* _Collected data entries_:

....

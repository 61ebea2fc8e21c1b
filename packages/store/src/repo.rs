//! # Session repository on an abstract key-value store
//!
//! [`SessionStore`] is the only way the rest of the workspace touches the persisted
//! session. It wraps a [`KeyValueStore`] backend and handles the JSON encoding of
//! [`Session`] under [`SESSION_STORAGE_KEY`], so the same logic runs against an
//! in-memory store (tests, native builds), a file (desktop), or the browser's
//! `localStorage`.
//!
//! ## [`KeyValueStore`] trait
//!
//! Mirrors the shape of the Web Storage API: `get_item` / `set_item` / `remove_item`
//! on string keys and values. Implementations live in sibling modules
//! ([`crate::memory`], `file_store`, `local`).
//!
//! ## Operations
//!
//! | Method | Description |
//! |--------|-------------|
//! | [`read`](SessionStore::read) | Current session, `None` when absent or unreadable. |
//! | [`token`](SessionStore::token) | Non-empty bearer token of the current session. |
//! | [`write`](SessionStore::write) | Replaces the stored session. |
//! | [`set_id`](SessionStore::set_id) | Read-modify-write of the identifier on the current session. |
//! | [`clear`](SessionStore::clear) | Removes the session. Idempotent. |
//!
//! ## Concurrency
//!
//! `read` and `write` are independent calls. [`set_id`](SessionStore::set_id) reads
//! then writes without holding anything across the two steps, so a concurrent
//! `clear` between them is overwritten. Callers that race a logout against a guard
//! run get last-writer-wins.

use crate::error::StoreError;
use crate::models::{Session, SESSION_STORAGE_KEY};

/// Async string key-value storage backend.
pub trait KeyValueStore {
    fn get_item(
        &self,
        key: &str,
    ) -> impl std::future::Future<Output = Option<String>>;
    fn set_item(
        &self,
        key: &str,
        value: String,
    ) -> impl std::future::Future<Output = Result<(), StoreError>>;
    fn remove_item(
        &self,
        key: &str,
    ) -> impl std::future::Future<Output = Result<(), StoreError>>;
}

/// Typed access to the persisted [`Session`].
///
/// Cloning is cheap when the backend is cheap to clone; every clone sees the same
/// underlying storage.
#[derive(Clone, Debug)]
pub struct SessionStore<S: KeyValueStore> {
    store: S,
}

impl<S: KeyValueStore> SessionStore<S> {
    pub fn new(store: S) -> Self {
        Self { store }
    }

    /// Access the backend.
    pub fn backend(&self) -> &S {
        &self.store
    }

    /// Returns the stored session, if any.
    ///
    /// A blob that fails to parse is reported and treated as absent.
    pub async fn read(&self) -> Option<Session> {
        let raw = self.store.get_item(SESSION_STORAGE_KEY).await?;
        match serde_json::from_str::<Session>(&raw) {
            Ok(session) => Some(session),
            Err(e) => {
                tracing::warn!("Discarding unreadable session blob: {e}");
                None
            }
        }
    }

    /// Non-empty token of the stored session.
    pub async fn token(&self) -> Option<String> {
        self.read()
            .await
            .filter(Session::has_token)
            .map(|session| session.token)
    }

    pub async fn write(&self, session: &Session) -> Result<(), StoreError> {
        let raw = serde_json::to_string(session)?;
        self.store.set_item(SESSION_STORAGE_KEY, raw).await
    }

    /// Merge a verified identifier into the stored session.
    ///
    /// Returns the updated session, or `None` when there is nothing to update.
    pub async fn set_id(&self, id: &str) -> Result<Option<Session>, StoreError> {
        let Some(mut session) = self.read().await else {
            return Ok(None);
        };
        session.set_id(id);
        self.write(&session).await?;
        Ok(Some(session))
    }

    pub async fn clear(&self) -> Result<(), StoreError> {
        self.store.remove_item(SESSION_STORAGE_KEY).await
    }
}
//! # Client configuration
//!
//! [`ApiConfig`] carries the two knobs the client has: the backend base URL and the
//! per-request timeout.
//!
//! ## Sources
//!
//! Loaded by [`ApiConfig::load`], lowest precedence first:
//!
//! 1. Built-in defaults (`http://localhost:3000/api/v1`, 10 seconds). Browser builds
//!    can bake a different default URL in with the `JOBTRACKER_API_URL` build-time
//!    variable.
//! 2. `jobtracker.toml` in the working directory, if present.
//! 3. `JOBTRACKER_URL` / `JOBTRACKER_TIMEOUT_SECS` environment variables (a `.env`
//!    file is read first on native targets).
//!
//! ```toml
//! url = "https://tracker.example.com/api/v1"
//! timeout_secs = 10
//! ```

use std::time::Duration;

use config::{Config, ConfigError, Environment, File, FileFormat};
use serde::Deserialize;

/// Fallback base URL when nothing else is configured.
pub const DEFAULT_API_URL: &str = "http://localhost:3000/api/v1";

/// Fixed request timeout.
pub const DEFAULT_TIMEOUT_SECS: u64 = 10;

/// Backend connection settings.
#[derive(Debug, Clone, PartialEq, Eq, Deserialize)]
pub struct ApiConfig {
    /// API base URL, without trailing slash.
    #[serde(default = "default_url")]
    pub url: String,
    /// Request timeout in seconds.
    #[serde(default = "default_timeout_secs")]
    pub timeout_secs: u64,
}

fn default_url() -> String {
    option_env!("JOBTRACKER_API_URL")
        .filter(|url| !url.is_empty())
        .unwrap_or(DEFAULT_API_URL)
        .to_string()
}

fn default_timeout_secs() -> u64 {
    DEFAULT_TIMEOUT_SECS
}

impl Default for ApiConfig {
    fn default() -> Self {
        Self {
            url: default_url(),
            timeout_secs: default_timeout_secs(),
        }
    }
}

impl ApiConfig {
    /// Config pointing at `url` with the default timeout.
    pub fn new(url: impl Into<String>) -> Self {
        Self {
            url: url.into(),
            ..Self::default()
        }
        .normalized()
    }

    /// Builder method to set the request timeout.
    pub fn with_timeout_secs(mut self, secs: u64) -> Self {
        self.timeout_secs = secs;
        self
    }

    /// The well-known filename for the optional config file.
    pub fn filename() -> &'static str {
        "jobtracker.toml"
    }

    /// Load from defaults, the optional config file and the environment.
    pub fn load() -> Result<Self, ConfigError> {
        #[cfg(not(target_arch = "wasm32"))]
        dotenvy::dotenv().ok();

        let config = Config::builder()
            .set_default("url", default_url())?
            .set_default("timeout_secs", DEFAULT_TIMEOUT_SECS as i64)?
            .add_source(
                File::with_name(Self::filename())
                    .format(FileFormat::Toml)
                    .required(false),
            )
            .add_source(Environment::with_prefix("JOBTRACKER").try_parsing(true))
            .build()?;

        let loaded: Self = config.try_deserialize()?;
        Ok(loaded.normalized())
    }

    /// Parse from a TOML string, filling in defaults for missing keys.
    pub fn from_toml(s: &str) -> Result<Self, ConfigError> {
        let config = Config::builder()
            .add_source(File::from_str(s, FileFormat::Toml))
            .build()?;
        let parsed: Self = config.try_deserialize()?;
        Ok(parsed.normalized())
    }

    /// `{url}/{segment}`, the base URL of one resource.
    pub fn resource_url(&self, segment: &str) -> String {
        format!("{}/{}", self.url, segment.trim_matches('/'))
    }

    pub fn timeout(&self) -> Duration {
        Duration::from_secs(self.timeout_secs)
    }

    fn normalized(mut self) -> Self {
        let trimmed = self.url.trim().trim_end_matches('/');
        self.url = if trimmed.is_empty() {
            default_url()
        } else {
            trimmed.to_string()
        };
        self
    }
}
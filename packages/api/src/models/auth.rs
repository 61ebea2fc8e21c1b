use serde::{Deserialize, Serialize};

/// Body of `POST /auth/login`.
#[derive(Debug, Clone, PartialEq, Eq, Serialize, Deserialize)]
pub struct LoginBody {
    pub email: String,
    pub password: String,
}

impl LoginBody {
    pub fn new(email: impl Into<String>, password: impl Into<String>) -> Self {
        Self {
            email: email.into(),
            password: password.into(),
        }
    }
}

/// Body of `POST /auth/register`: login credentials plus the user's name.
#[derive(Debug, Clone, PartialEq, Eq, Serialize, Deserialize)]
#[serde(rename_all = "camelCase")]
pub struct RegisterBody {
    pub email: String,
    pub password: String,
    pub first_name: String,
    pub last_name: String,
}

#[cfg(test)]
mod tests {
    use super::*;
    use serde_json::json;

    #[test]
    fn test_register_body_is_camel_case() {
        let body = RegisterBody {
            email: "ada@example.com".into(),
            password: "hunter22".into(),
            first_name: "Ada".into(),
            last_name: "Lovelace".into(),
        };
        assert_eq!(
            serde_json::to_value(&body).unwrap(),
            json!({
                "email": "ada@example.com",
                "password": "hunter22",
                "firstName": "Ada",
                "lastName": "Lovelace"
            })
        );
    }
}
use std::time::Duration;

use serde_json::json;
use wiremock::matchers::{header, method, path};
use wiremock::{Mock, ResponseTemplate};

mod common;
use common::Harness;

fn ok(data: serde_json::Value) -> ResponseTemplate {
    ResponseTemplate::new(200).set_body_json(json!({
        "message": "success",
        "status": 200,
        "data": data
    }))
}

#[tokio::test]
async fn attaches_bearer_token_when_signed_in() {
    let harness = Harness::start().await;
    harness.sign_in("token-1").await;

    Mock::given(method("GET"))
        .and(path("/api/v1/auth/verify"))
        .and(header("authorization", "Bearer token-1"))
        .respond_with(ok(json!("user-123")))
        .expect(1)
        .mount(&harness.server)
        .await;

    let envelope = harness.services.auth.verify().await.unwrap();
    assert_eq!(envelope.into_data().as_deref(), Some("user-123"));

    Mock::given(method("GET"))
        .and(path("/api/v1/applications/"))
        .respond_with(ok(json!({ "data": [], "dataCount": 0 })))
        .mount(&harness.server)
        .await;
    harness.services.applications.list(None, None, None).await.unwrap();

    for request in harness.requests().await {
        assert_eq!(
            request.headers.get("authorization").unwrap(),
            "Bearer token-1"
        );
        assert_eq!(
            request.headers.get("content-type").unwrap(),
            "application/json"
        );
    }
}

#[tokio::test]
async fn omits_authorization_without_session() {
    let harness = Harness::start().await;

    Mock::given(method("POST"))
        .and(path("/api/v1/auth/login"))
        .respond_with(ok(json!("token-1")))
        .mount(&harness.server)
        .await;

    harness
        .services
        .auth
        .login(&api::LoginBody::new("ada@example.com", "hunter22"))
        .await
        .unwrap();

    let requests = harness.requests().await;
    assert_eq!(requests.len(), 1);
    assert!(!requests[0].headers.contains_key("authorization"));
}

#[tokio::test]
async fn unauthorized_clears_session_and_fires_hook() {
    let harness = Harness::start().await;
    harness.sign_in("stale-token").await;

    Mock::given(method("GET"))
        .and(path("/api/v1/applications/"))
        .respond_with(ResponseTemplate::new(401).set_body_json(json!({
            "message": "token expired",
            "status": 401
        })))
        .mount(&harness.server)
        .await;

    let err = harness
        .services
        .applications
        .list(None, None, None)
        .await
        .unwrap_err();

    assert!(err.is_unauthorized());
    assert_eq!(err.status(), Some(401));
    assert!(err.to_string().contains("token expired"));
    assert!(harness.sessions.read().await.is_none());
    assert_eq!(harness.unauthorized_calls(), 1);
}

#[tokio::test]
async fn unauthorized_without_body_still_expires_session() {
    let harness = Harness::start().await;
    harness.sign_in("stale-token").await;

    Mock::given(method("POST"))
        .and(path("/api/v1/auth/logout"))
        .respond_with(ResponseTemplate::new(401))
        .mount(&harness.server)
        .await;

    let err = harness.services.auth.logout().await.unwrap_err();
    assert!(err.is_unauthorized());
    assert!(harness.sessions.read().await.is_none());
    assert_eq!(harness.unauthorized_calls(), 1);
}

#[tokio::test]
async fn other_errors_keep_session() {
    let harness = Harness::start().await;
    harness.sign_in("token-1").await;

    Mock::given(method("POST"))
        .and(path("/api/v1/applications/"))
        .respond_with(ResponseTemplate::new(400).set_body_json(json!({
            "message": "invalid request body",
            "status": 400,
            "error": [{ "field": "companyName", "tag": "required" }]
        })))
        .mount(&harness.server)
        .await;

    let err = harness
        .services
        .applications
        .create(&api::CreateApplication::default())
        .await
        .unwrap_err();

    match err {
        api::ApiError::Status {
            status,
            message,
            error,
        } => {
            assert_eq!(status, 400);
            assert_eq!(message, "invalid request body");
            assert!(error.is_some());
        }
        other => panic!("unexpected error: {other:?}"),
    }
    assert!(harness.sessions.read().await.is_some());
    assert_eq!(harness.unauthorized_calls(), 0);
}

#[tokio::test]
async fn timeout_surfaces_as_transport_error() {
    let harness = Harness::start_with(|config| config.with_timeout_secs(1)).await;
    harness.sign_in("token-1").await;

    Mock::given(method("GET"))
        .and(path("/api/v1/auth/verify"))
        .respond_with(ok(json!("user-123")).set_delay(Duration::from_secs(3)))
        .mount(&harness.server)
        .await;

    let err = harness.services.auth.verify().await.unwrap_err();
    assert!(err.is_timeout());
    assert!(harness.sessions.read().await.is_some());
    assert_eq!(harness.unauthorized_calls(), 0);
}

#[tokio::test]
async fn malformed_success_body_is_a_decode_error() {
    let harness = Harness::start().await;

    Mock::given(method("GET"))
        .and(path("/api/v1/applications/options"))
        .respond_with(ResponseTemplate::new(200).set_body_string("<html>"))
        .mount(&harness.server)
        .await;

    let err = harness.services.applications.get_options().await.unwrap_err();
    assert!(matches!(err, api::ApiError::Decode(_)));
}
//! Login and registration view (the `auth` route).

use api::{LoginBody, RegisterBody};
use dioxus::prelude::*;
use store::Session;

use crate::client::use_services;
use crate::Route;

#[component]
pub fn Auth() -> Element {
    let services = use_services();
    let nav = use_navigator();
    let mut registering = use_signal(|| false);
    let mut first_name = use_signal(String::new);
    let mut last_name = use_signal(String::new);
    let mut email = use_signal(String::new);
    let mut password = use_signal(String::new);
    let mut error = use_signal(|| Option::<String>::None);
    let mut notice = use_signal(|| Option::<String>::None);
    let mut loading = use_signal(|| false);

    let handle_submit = move |evt: FormEvent| {
        evt.prevent_default();
        let services = services.clone();
        spawn(async move {
            error.set(None);
            notice.set(None);

            let e = email().trim().to_string();
            let p = password();
            if e.is_empty() || p.is_empty() {
                error.set(Some("Email and password are required".to_string()));
                return;
            }

            loading.set(true);
            if registering() {
                let body = RegisterBody {
                    email: e,
                    password: p,
                    first_name: first_name().trim().to_string(),
                    last_name: last_name().trim().to_string(),
                };
                match services.auth.register(&body).await {
                    Ok(_) => {
                        registering.set(false);
                        notice.set(Some("Account created, you can sign in now".to_string()));
                    }
                    Err(err) => error.set(Some(err.to_string())),
                }
                loading.set(false);
                return;
            }

            let token = match services.auth.login(&LoginBody::new(e, p)).await {
                Ok(envelope) => envelope.into_data().filter(|token| !token.is_empty()),
                Err(err) => {
                    loading.set(false);
                    error.set(Some(err.to_string()));
                    return;
                }
            };
            let Some(token) = token else {
                loading.set(false);
                error.set(Some("Login response carried no token".to_string()));
                return;
            };

            match services.factory().sessions().write(&Session::new(token)).await {
                Ok(()) => {
                    tracing::info!("Signed in");
                    nav.push(Route::Home {});
                }
                Err(err) => {
                    loading.set(false);
                    error.set(Some(err.to_string()));
                }
            }
        });
    };

    rsx! {
        section {
            class: "auth",

            h1 {
                if registering() { "Create account" } else { "Sign in" }
            }

            form {
                onsubmit: handle_submit,

                if registering() {
                    input {
                        placeholder: "First name",
                        value: "{first_name}",
                        oninput: move |evt| first_name.set(evt.value()),
                    }
                    input {
                        placeholder: "Last name",
                        value: "{last_name}",
                        oninput: move |evt| last_name.set(evt.value()),
                    }
                }
                input {
                    r#type: "email",
                    placeholder: "Email",
                    value: "{email}",
                    oninput: move |evt| email.set(evt.value()),
                }
                input {
                    r#type: "password",
                    placeholder: "Password",
                    value: "{password}",
                    oninput: move |evt| password.set(evt.value()),
                }
                button {
                    r#type: "submit",
                    disabled: loading(),
                    if loading() {
                        "Loading..."
                    } else if registering() {
                        "Register"
                    } else {
                        "Sign in"
                    }
                }
            }

            if let Some(msg) = error() {
                p { class: "error", "{msg}" }
            }
            if let Some(msg) = notice() {
                p { class: "notice", "{msg}" }
            }

            button {
                class: "link",
                onclick: move |_| {
                    registering.set(!registering());
                    error.set(None);
                },
                if registering() { "Have an account? Sign in" } else { "No account? Register" }
            }
        }
    }
}
//! # Browser `localStorage` store
//!
//! [`LocalStore`] is the [`KeyValueStore`] used by the web client. Every call looks up
//! `window.localStorage` afresh; `web_sys::Storage` is a thin handle and the browser
//! owns the data, so there is nothing to cache.
//!
//! Reads swallow errors (a disabled storage reads as "no session"). Writes and removals
//! report [`StoreError::Unavailable`] so callers can treat a failed write as a failed
//! login or verification.

use wasm_bindgen::JsValue;
use web_sys::Storage;

use crate::error::StoreError;
use crate::repo::KeyValueStore;

/// `window.localStorage`-backed store for the web platform.
#[derive(Clone, Debug, Default)]
pub struct LocalStore;

impl LocalStore {
    pub fn new() -> Self {
        Self
    }

    fn storage(&self) -> Result<Storage, StoreError> {
        let window =
            web_sys::window().ok_or_else(|| StoreError::Unavailable("no window".into()))?;
        window
            .local_storage()
            .map_err(js_error)?
            .ok_or_else(|| StoreError::Unavailable("localStorage is disabled".into()))
    }
}

fn js_error(value: JsValue) -> StoreError {
    StoreError::Unavailable(format!("{value:?}"))
}

impl KeyValueStore for LocalStore {
    async fn get_item(&self, key: &str) -> Option<String> {
        self.storage().ok()?.get_item(key).ok().flatten()
    }

    async fn set_item(&self, key: &str, value: String) -> Result<(), StoreError> {
        self.storage()?.set_item(key, &value).map_err(js_error)
    }

    async fn remove_item(&self, key: &str) -> Result<(), StoreError> {
        self.storage()?.remove_item(key).map_err(js_error)
    }
}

....

How many of the lines above include "nothing"? Only the number should be given.

3